## PROBLEM REQUIREMENTS
Working through the lines below, return each one that holds "UnsupportedSkip".

+ + + +

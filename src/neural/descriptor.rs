//! Model document parsing and descriptor validation
//!
//! A model document is the JSON export of a trained network: an `in_shape`
//! whose last element is the number of inputs per sample, an optional
//! `in_skip` flag, and the ordered `layers` list with their weights.
//! Unknown fields are ignored.

use std::path::{Path, PathBuf};

use log::{error, info, warn};
use serde::Deserialize;
use serde_json::Value;
use sha2::{Digest, Sha256};

use super::engine::InputArity;
use crate::error::LoadError;

/// One entry of the document's `layers` list
#[derive(Debug, Clone, Deserialize)]
pub struct LayerSpec {
    /// Layer kind, e.g. "dense", "gru", "lstm", "conv1d", "tanh"
    #[serde(rename = "type")]
    pub layer_type: String,

    /// Fused activation ("" or absent for linear)
    #[serde(default)]
    pub activation: Option<String>,

    /// Output shape; the last element is the layer width
    #[serde(default)]
    pub shape: Option<Vec<Value>>,

    /// Raw weight tensors, layout depends on the layer kind
    #[serde(default)]
    pub weights: Vec<Value>,

    /// Convolution kernel size (int or one-element list)
    #[serde(default)]
    pub kernel_size: Option<Value>,

    /// Convolution dilation (int or one-element list)
    #[serde(default)]
    pub dilation: Option<Value>,

    /// Batch-norm epsilon
    #[serde(default)]
    pub epsilon: Option<f32>,
}

impl LayerSpec {
    /// Width of this layer's output (last element of `shape`)
    pub fn width(&self, index: usize) -> Result<usize, LoadError> {
        let field = format!("layers[{}].shape", index);
        let shape = self
            .shape
            .as_deref()
            .ok_or_else(|| LoadError::missing(field.clone()))?;
        last_dimension(shape, &field)
    }
}

/// A parsed model document
#[derive(Debug, Clone, Deserialize)]
pub struct ModelDocument {
    #[serde(default)]
    pub in_shape: Option<Vec<Value>>,

    #[serde(default)]
    pub in_skip: Option<Value>,

    #[serde(default)]
    pub layers: Option<Vec<LayerSpec>>,

    #[serde(skip)]
    pub path: PathBuf,

    /// SHA-256 of the raw document, hex encoded
    #[serde(skip)]
    pub checksum: String,
}

impl ModelDocument {
    /// Read and parse a document from disk
    pub fn from_path(path: &Path) -> Result<Self, LoadError> {
        let content = std::fs::read_to_string(path).map_err(|source| LoadError::Io {
            path: path.to_path_buf(),
            source,
        })?;
        Self::parse(&content, path)
    }

    /// Parse a document from its JSON text
    pub fn parse(content: &str, path: &Path) -> Result<Self, LoadError> {
        let mut document: ModelDocument =
            serde_json::from_str(content).map_err(|source| LoadError::Parse {
                path: path.to_path_buf(),
                source,
            })?;
        document.path = path.to_path_buf();
        document.checksum = format!("{:x}", Sha256::digest(content.as_bytes()));
        Ok(document)
    }

    /// Number of scalar inputs per sample (last element of `in_shape`)
    pub fn input_size(&self) -> Result<usize, LoadError> {
        let shape = self
            .in_shape
            .as_deref()
            .ok_or_else(|| LoadError::missing("in_shape"))?;
        last_dimension(shape, "in_shape")
    }

    /// The layer list; never empty on success
    pub fn layers(&self) -> Result<&[LayerSpec], LoadError> {
        let layers = self
            .layers
            .as_deref()
            .ok_or_else(|| LoadError::missing("layers"))?;
        if layers.is_empty() {
            return Err(LoadError::EmptyLayers);
        }
        Ok(layers)
    }

    /// Interpret `in_skip`: absent or non-numeric is 0, only 0 and 1 are valid
    pub fn skip_enabled(&self) -> Result<bool, LoadError> {
        let value = match &self.in_skip {
            Some(value) => value,
            None => return Ok(false),
        };

        let skip = match value.as_i64() {
            Some(v) => v,
            None => match value.as_f64() {
                Some(v) => v.trunc() as i64,
                None => {
                    warn!("Ignoring non-numeric in_skip value {}", value);
                    return Ok(false);
                }
            },
        };

        match skip {
            0 => Ok(false),
            1 => Ok(true),
            other => Err(LoadError::UnsupportedSkip { value: other }),
        }
    }
}

/// Validated description of a loaded model
///
/// Only exists for documents that passed validation; a failed load leaves
/// the processor without a descriptor.
#[derive(Debug, Clone, PartialEq)]
pub struct ModelDescriptor {
    layer_count: usize,
    input_arity: InputArity,
    hidden_size: usize,
    skip_enabled: bool,
    last_layer_type: String,
    path: PathBuf,
    checksum: String,
}

impl ModelDescriptor {
    /// Load and validate a model document
    pub fn load(path: &Path) -> Result<Self, LoadError> {
        log_loading(path);
        let result = ModelDocument::from_path(path).and_then(|doc| Self::from_document(&doc));
        log_load_result(path, result.as_ref());
        result
    }

    /// Extract the descriptor fields from a parsed document
    pub fn from_document(document: &ModelDocument) -> Result<Self, LoadError> {
        let layers = document.layers()?;
        let input_arity = InputArity::from_size(document.input_size()?)?;
        let skip_enabled = document.skip_enabled()?;

        let last_index = layers.len() - 1;
        let last = &layers[last_index];

        Ok(Self {
            layer_count: layers.len(),
            input_arity,
            hidden_size: last.width(last_index)?,
            skip_enabled,
            last_layer_type: last.layer_type.clone(),
            path: document.path.clone(),
            checksum: document.checksum.clone(),
        })
    }

    /// Build a descriptor for a model that did not come from a document
    pub fn from_parts(
        layer_count: usize,
        input_arity: InputArity,
        hidden_size: usize,
        skip_enabled: bool,
        last_layer_type: &str,
    ) -> Self {
        Self {
            layer_count,
            input_arity,
            hidden_size,
            skip_enabled,
            last_layer_type: last_layer_type.to_string(),
            path: PathBuf::new(),
            checksum: String::new(),
        }
    }

    pub fn layer_count(&self) -> usize {
        self.layer_count
    }

    pub fn input_arity(&self) -> InputArity {
        self.input_arity
    }

    pub fn hidden_size(&self) -> usize {
        self.hidden_size
    }

    pub fn skip_enabled(&self) -> bool {
        self.skip_enabled
    }

    /// Multiplier applied to the raw input before it is added to the output
    pub fn skip_gain(&self) -> f32 {
        if self.skip_enabled {
            1.0
        } else {
            0.0
        }
    }

    pub fn last_layer_type(&self) -> &str {
        &self.last_layer_type
    }

    pub fn path(&self) -> &Path {
        &self.path
    }

    pub fn checksum(&self) -> &str {
        &self.checksum
    }
}

/// Log the start of a model load
pub(crate) fn log_loading(path: &Path) {
    info!("Loading model file: {}", path.display());
}

/// Log the outcome of a model load
pub(crate) fn log_load_result(path: &Path, result: Result<&ModelDescriptor, &LoadError>) {
    match result {
        Ok(descriptor) => info!(
            "Successfully loaded model file: {} ({} layers, {} inputs, skip {}, sha256 {})",
            path.display(),
            descriptor.layer_count,
            descriptor.input_arity,
            u8::from(descriptor.skip_enabled),
            descriptor.checksum
        ),
        Err(e) => error!("Unable to load model file: {}: {}", path.display(), e),
    }
}

/// Last element of a shape list as a positive width
///
/// Whole-number floats such as `2.0` are accepted.
fn last_dimension(shape: &[Value], field: &str) -> Result<usize, LoadError> {
    let last = shape
        .last()
        .ok_or_else(|| LoadError::invalid(field, "shape is empty"))?;
    let width = last.as_u64().or_else(|| {
        last.as_f64()
            .filter(|v| v.fract() == 0.0 && *v >= 0.0 && *v <= u32::MAX as f64)
            .map(|v| v as u64)
    });
    match width {
        Some(0) => Err(LoadError::invalid(field, "last dimension is zero")),
        Some(width) => Ok(width as usize),
        None => Err(LoadError::invalid(
            field,
            format!("last dimension must be a positive integer, got {}", last),
        )),
    }
}

#[cfg(test)]
mod tests {
    use super::*;
    use tempfile::tempdir;
    use test_case::test_case;

    fn document(json: &str) -> ModelDocument {
        ModelDocument::parse(json, Path::new("model.json")).unwrap()
    }

    const GRU_MODEL: &str = r#"{
        "in_shape": [null, null, 2],
        "in_skip": 1,
        "layers": [
            { "type": "gru", "activation": "", "shape": [null, null, 8], "weights": [] },
            { "type": "dense", "activation": "", "shape": [null, null, 1], "weights": [] }
        ]
    }"#;

    #[test]
    fn test_descriptor_fields() {
        let descriptor = ModelDescriptor::from_document(&document(GRU_MODEL)).unwrap();
        assert_eq!(descriptor.layer_count(), 2);
        assert_eq!(descriptor.input_arity(), InputArity::Conditioned);
        assert_eq!(descriptor.hidden_size(), 1);
        assert!(descriptor.skip_enabled());
        assert_eq!(descriptor.skip_gain(), 1.0);
        assert_eq!(descriptor.last_layer_type(), "dense");
        assert_eq!(descriptor.checksum().len(), 64);
    }

    #[test_case(None => true ; "absent")]
    #[test_case(Some("0") => true ; "zero")]
    #[test_case(Some("1") => true ; "one")]
    #[test_case(Some("1.0") => true ; "float one")]
    #[test_case(Some("\"2\"") => true ; "non numeric is ignored")]
    #[test_case(Some("2") => false ; "two")]
    #[test_case(Some("-1") => false ; "negative")]
    fn test_skip_bound(skip: Option<&str>) -> bool {
        let skip_field = skip
            .map(|v| format!(r#""in_skip": {},"#, v))
            .unwrap_or_default();
        let json = format!(
            r#"{{ "in_shape": [null, null, 1], {} "layers": [
                {{ "type": "dense", "shape": [null, null, 1] }}
            ] }}"#,
            skip_field
        );
        ModelDescriptor::from_document(&document(&json)).is_ok()
    }

    #[test]
    fn test_skip_two_reports_value() {
        let json = r#"{ "in_shape": [1], "in_skip": 2, "layers": [{ "type": "dense", "shape": [1] }] }"#;
        let err = ModelDescriptor::from_document(&document(json)).unwrap_err();
        assert!(matches!(err, LoadError::UnsupportedSkip { value: 2 }));
    }

    #[test_case(0 ; "zero inputs")]
    #[test_case(4 ; "four inputs")]
    fn test_rejects_arity(arity: usize) {
        let json = format!(
            r#"{{ "in_shape": [null, null, {}], "layers": [{{ "type": "dense", "shape": [1] }}] }}"#,
            arity
        );
        assert!(ModelDescriptor::from_document(&document(&json)).is_err());
    }

    #[test]
    fn test_missing_fields() {
        let err = ModelDescriptor::from_document(&document(r#"{ "layers": [] }"#)).unwrap_err();
        assert!(matches!(err, LoadError::EmptyLayers));

        let err = ModelDescriptor::from_document(&document(
            r#"{ "layers": [{ "type": "dense", "shape": [1] }] }"#,
        ))
        .unwrap_err();
        assert_eq!(err.error_code(), "MISSING_FIELD");

        let err = ModelDescriptor::from_document(&document(r#"{ "in_shape": [1] }"#)).unwrap_err();
        assert_eq!(err.error_code(), "MISSING_FIELD");
    }

    #[test_case("2.0" => Ok(InputArity::Conditioned) ; "whole float")]
    #[test_case("3" => Ok(InputArity::DualConditioned) ; "integer")]
    #[test_case("1.5" => Err("INVALID_FIELD") ; "fractional")]
    #[test_case("-1.0" => Err("INVALID_FIELD") ; "negative float")]
    fn test_in_shape_accepts_whole_floats(
        width: &str,
    ) -> std::result::Result<InputArity, &'static str> {
        let json = format!(
            r#"{{ "in_shape": [null, null, {}], "layers": [{{ "type": "dense", "shape": [1.0] }}] }}"#,
            width
        );
        ModelDescriptor::from_document(&document(&json))
            .map(|d| d.input_arity())
            .map_err(|e| e.error_code())
    }

    #[test]
    fn test_type_mismatch_is_a_load_error() {
        let err = ModelDescriptor::from_document(&document(
            r#"{ "in_shape": ["one"], "layers": [{ "type": "dense", "shape": [1] }] }"#,
        ))
        .unwrap_err();
        assert_eq!(err.error_code(), "INVALID_FIELD");

        let err = ModelDocument::parse(r#"{ "layers": 3 }"#, Path::new("m.json")).unwrap_err();
        assert_eq!(err.error_code(), "MODEL_PARSE");
    }

    #[test]
    fn test_load_from_disk() {
        let dir = tempdir().unwrap();
        let path = dir.path().join("model.json");
        std::fs::write(&path, GRU_MODEL).unwrap();

        let descriptor = ModelDescriptor::load(&path).unwrap();
        assert_eq!(descriptor.path(), path.as_path());

        let missing = ModelDescriptor::load(&dir.path().join("absent.json")).unwrap_err();
        assert_eq!(missing.error_code(), "MODEL_IO");
    }
}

+ + + +

## RESPONSE
            other => Err(LoadError::UnsupportedSkip { value: other }),
        assert!(matches!(err, LoadError::UnsupportedSkip { value: 2 }));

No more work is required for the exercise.